Я провел тогда чудную ночь на заброшенной сицилийской вилле. Даже крыс не было, одни летучие мыши. Зато на стенах были росписи… А утром я пошел на раскоп и осмотрел с мостков великолепные мозаики полов древнеримской виллы… В гостиной, в детской комнате, в ванной – тигры, дельфины, рыбы… «Квадратные километры мозаик», как писал потом в письме де Сталь. Писал наш бедный Сталь. Круглый сирота…

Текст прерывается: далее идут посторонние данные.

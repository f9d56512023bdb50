//! # Endorsement Analyzer
//!
//! Orchestrates one `peers_for_endorsement` request.
//!
//! ## Pipeline
//!
//! ```text
//! interest ─► load (per call) ─► canonicalize ─► merge ─► match peers ─► assemble
//!               │ fail-fast        │                │          │
//!               ▼                  ▼                ▼          ▼
//!          ledger errors   NoPrincipalSetsRemain   NoSatisfiableCombination /
//!                                                  InsufficientChaincodeInstallation
//! ```
//!
//! Each stage returns immediately on error. No state survives between
//! requests; every request reads fresh snapshots from the collaborators.
//!
//! ## Output Order
//!
//! Layouts follow the canonical order of their principal sets. Group ids
//! are `G0`, `G1`, … handed out the first time a distinct peer set is
//! met while walking the layouts in that order. Two principals that
//! resolve to the same peers share one group.

use std::collections::{BTreeMap, BTreeSet};
use std::sync::Arc;

use futures::future::join_all;
use tracing::debug;

use disco_common::{
    AnalyzerConfig, ChaincodeCall, ChaincodeInterest, EndorsementDescriptor, EndorsementError,
    Layout, Peers, PkiId,
};

use crate::loader::{load_metadata_and_filters, LoadedChaincode};
use crate::matcher::{GroupRequirement, MatchOutcome, PeerMatcher};
use crate::principal_sets::{canonicalize_all, merge_principal_sets, ComparablePrincipalSet};
use crate::support::{MembershipProvider, MetadataFetcher, PolicyFetcher, PrincipalEvaluator};

/// Computes endorsement descriptors from live membership and ledger
/// state.
///
/// Cloning is cheap; clones share the collaborators.
#[derive(Clone)]
pub struct EndorsementAnalyzer {
    membership: Arc<dyn MembershipProvider>,
    policies: Arc<dyn PolicyFetcher>,
    evaluator: Arc<dyn PrincipalEvaluator>,
    metadata: Arc<dyn MetadataFetcher>,
    config: AnalyzerConfig,
}

impl EndorsementAnalyzer {
    /// Creates an analyzer with [`AnalyzerConfig::default()`].
    #[must_use]
    pub fn new(
        membership: Arc<dyn MembershipProvider>,
        policies: Arc<dyn PolicyFetcher>,
        evaluator: Arc<dyn PrincipalEvaluator>,
        metadata: Arc<dyn MetadataFetcher>,
    ) -> Self {
        Self {
            membership,
            policies,
            evaluator,
            metadata,
            config: AnalyzerConfig::default(),
        }
    }

    #[must_use]
    pub fn with_config(mut self, config: AnalyzerConfig) -> Self {
        self.config = config;
        self
    }

    #[must_use]
    pub fn config(&self) -> &AnalyzerConfig {
        &self.config
    }

    /// Computes which peer groups can endorse `interest` on `channel`.
    ///
    /// # Errors
    ///
    /// Any [`EndorsementError`]; see the module docs for which stage
    /// produces which.
    pub fn peers_for_endorsement(
        &self,
        channel: &str,
        interest: &ChaincodeInterest,
    ) -> Result<EndorsementDescriptor, EndorsementError> {
        if interest.chaincodes.is_empty() {
            return Err(EndorsementError::NoPrincipalSetsRemain);
        }
        let loaded = interest
            .chaincodes
            .iter()
            .map(|call| self.load(channel, call))
            .collect::<Result<Vec<_>, _>>()?;
        self.analyze(channel, interest, &loaded)
    }

    /// Same as [`peers_for_endorsement`](Self::peers_for_endorsement),
    /// but loads the calls of the interest on blocking tasks in parallel.
    ///
    /// Results are joined in call order, so the merge sees the same
    /// input regardless of completion order, and the first failing call
    /// in interest order decides the error.
    pub async fn peers_for_endorsement_concurrent(
        &self,
        channel: &str,
        interest: &ChaincodeInterest,
    ) -> Result<EndorsementDescriptor, EndorsementError> {
        if interest.chaincodes.is_empty() {
            return Err(EndorsementError::NoPrincipalSetsRemain);
        }
        let tasks = interest.chaincodes.iter().cloned().map(|call| {
            let analyzer = self.clone();
            let channel = channel.to_string();
            tokio::task::spawn_blocking(move || analyzer.load(&channel, &call))
        });
        let results = join_all(tasks).await;

        let mut loaded = Vec::with_capacity(results.len());
        for (call, result) in interest.chaincodes.iter().zip(results) {
            match result {
                Ok(Ok(chaincode)) => loaded.push(chaincode),
                Ok(Err(e)) => return Err(e),
                Err(join_err) => {
                    return Err(EndorsementError::LoaderTaskFailed {
                        chaincode: call.name.clone(),
                        reason: join_err.to_string(),
                    })
                }
            }
        }
        self.analyze(channel, interest, &loaded)
    }

    fn load(&self, channel: &str, call: &ChaincodeCall) -> Result<LoadedChaincode, EndorsementError> {
        load_metadata_and_filters(channel, call, self.metadata.as_ref(), self.policies.as_ref())
    }

    fn analyze(
        &self,
        channel: &str,
        interest: &ChaincodeInterest,
        loaded: &[LoadedChaincode],
    ) -> Result<EndorsementDescriptor, EndorsementError> {
        let principal_sets =
            compute_principal_sets(loaded, self.evaluator.as_ref(), self.config.merge_limit())?;
        debug!(
            "channel {}: {} candidate principal sets for {} chaincodes",
            channel,
            principal_sets.len(),
            loaded.len()
        );

        let required = loaded.iter().map(LoadedChaincode::required_chaincode).collect();
        let mut matcher = PeerMatcher::new(
            channel,
            self.membership.as_ref(),
            self.evaluator.as_ref(),
            required,
        );

        let mut satisfiable = Vec::new();
        let mut version_only = true;
        for set in &principal_sets {
            match matcher.match_principal_set(set) {
                MatchOutcome::Satisfied(groups) => satisfiable.push(groups),
                MatchOutcome::Unsatisfied { version_only: v } => {
                    debug!(
                        "discarding {}: {}",
                        set,
                        if v {
                            "chaincode not installed on enough peers"
                        } else {
                            "not enough matching peers"
                        }
                    );
                    version_only &= v;
                }
            }
        }

        if satisfiable.is_empty() {
            return Err(if version_only {
                EndorsementError::InsufficientChaincodeInstallation
            } else {
                EndorsementError::NoSatisfiableCombination
            });
        }

        let chaincode = interest
            .chaincodes
            .first()
            .map(|call| call.name.clone())
            .unwrap_or_default();
        Ok(assemble(chaincode, &satisfiable, &matcher))
    }
}

/// Canonical, merged principal sets for the loaded calls.
///
/// # Errors
///
/// [`EndorsementError::NoPrincipalSetsRemain`] when `loaded` is empty or
/// some chaincode has no alternative left after collection filtering.
pub fn compute_principal_sets(
    loaded: &[LoadedChaincode],
    evaluator: &dyn PrincipalEvaluator,
    limit: Option<usize>,
) -> Result<Vec<ComparablePrincipalSet>, EndorsementError> {
    let per_chaincode = loaded
        .iter()
        .map(|chaincode| canonicalize_all(&chaincode.principal_sets(evaluator)))
        .collect();
    merge_principal_sets(per_chaincode, limit)
}

fn assemble(
    chaincode: String,
    satisfiable: &[Vec<GroupRequirement>],
    matcher: &PeerMatcher<'_>,
) -> EndorsementDescriptor {
    let mut group_ids: BTreeMap<&BTreeSet<PkiId>, String> = BTreeMap::new();
    let mut endorsers_by_groups = BTreeMap::new();
    let mut layouts = Vec::with_capacity(satisfiable.len());

    for groups in satisfiable {
        let mut layout = Layout::default();
        for group in groups {
            let next_id = group_ids.len();
            let id = group_ids
                .entry(&group.peers)
                .or_insert_with(|| format!("G{}", next_id))
                .clone();
            endorsers_by_groups.entry(id.clone()).or_insert_with(|| Peers {
                peers: group
                    .peers
                    .iter()
                    .filter_map(|pki_id| matcher.candidate(pki_id))
                    .map(|candidate| candidate.to_peer())
                    .collect(),
            });
            *layout.quantities_by_group.entry(id).or_insert(0) += group.quantity;
        }
        layouts.push(layout);
    }

    EndorsementDescriptor {
        chaincode,
        layouts,
        endorsers_by_groups,
    }
}

#[cfg(test)]
mod tests {
    use super::*;

    struct AcceptAll;

    impl PrincipalEvaluator for AcceptAll {
        fn satisfies_principal(
            &self,
            _: &str,
            _: &[u8],
            _: &disco_common::Principal,
        ) -> disco_common::Result<()> {
            Ok(())
        }
    }

    #[test]
    fn test_compute_principal_sets_no_policies() {
        let err = compute_principal_sets(&[], &AcceptAll, None).unwrap_err();
        assert!(err
            .to_string()
            .contains("no principal sets remained after filtering"));
    }
}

… С Сицилии перегруженный ситроен де Сталя снова перебрался на полуостров и двинулся в сторону Флоренции. Во Фьезоле смятенный художник вдруг забрал мадам Жанну Матье и увел ее одну на прогулку, бросив и беременную мадам де Сталь с детьми, и подругу Шара резистантку мадам Грийе. Ситуация осложнялась. Пришлось сокращать маршрут.
Забросив на обратном пути мадам Матье и мадам Грийе к их мужьям, Никола довез свою семью до Ланя и сообщил Франсуазе, что он хотел бы побыть здесь один, пусть они все уезжают в Париж.
Он и правда большую часть времени был один, ходил по огромному пустому дому, писал сицилийские пейзажи. Как признает его биограф Лоран Грельсамер, он то погружался в черную, безысходную меланхолию, то обретал необычайное мужество. Биограф говорит в этой связи о повторении «цикла». Того самого, что по нынешней терминологии, является признаком «биполярного аффективного нарушения», которое когда-то некорректно называли «маниакально-депрессивным психозом».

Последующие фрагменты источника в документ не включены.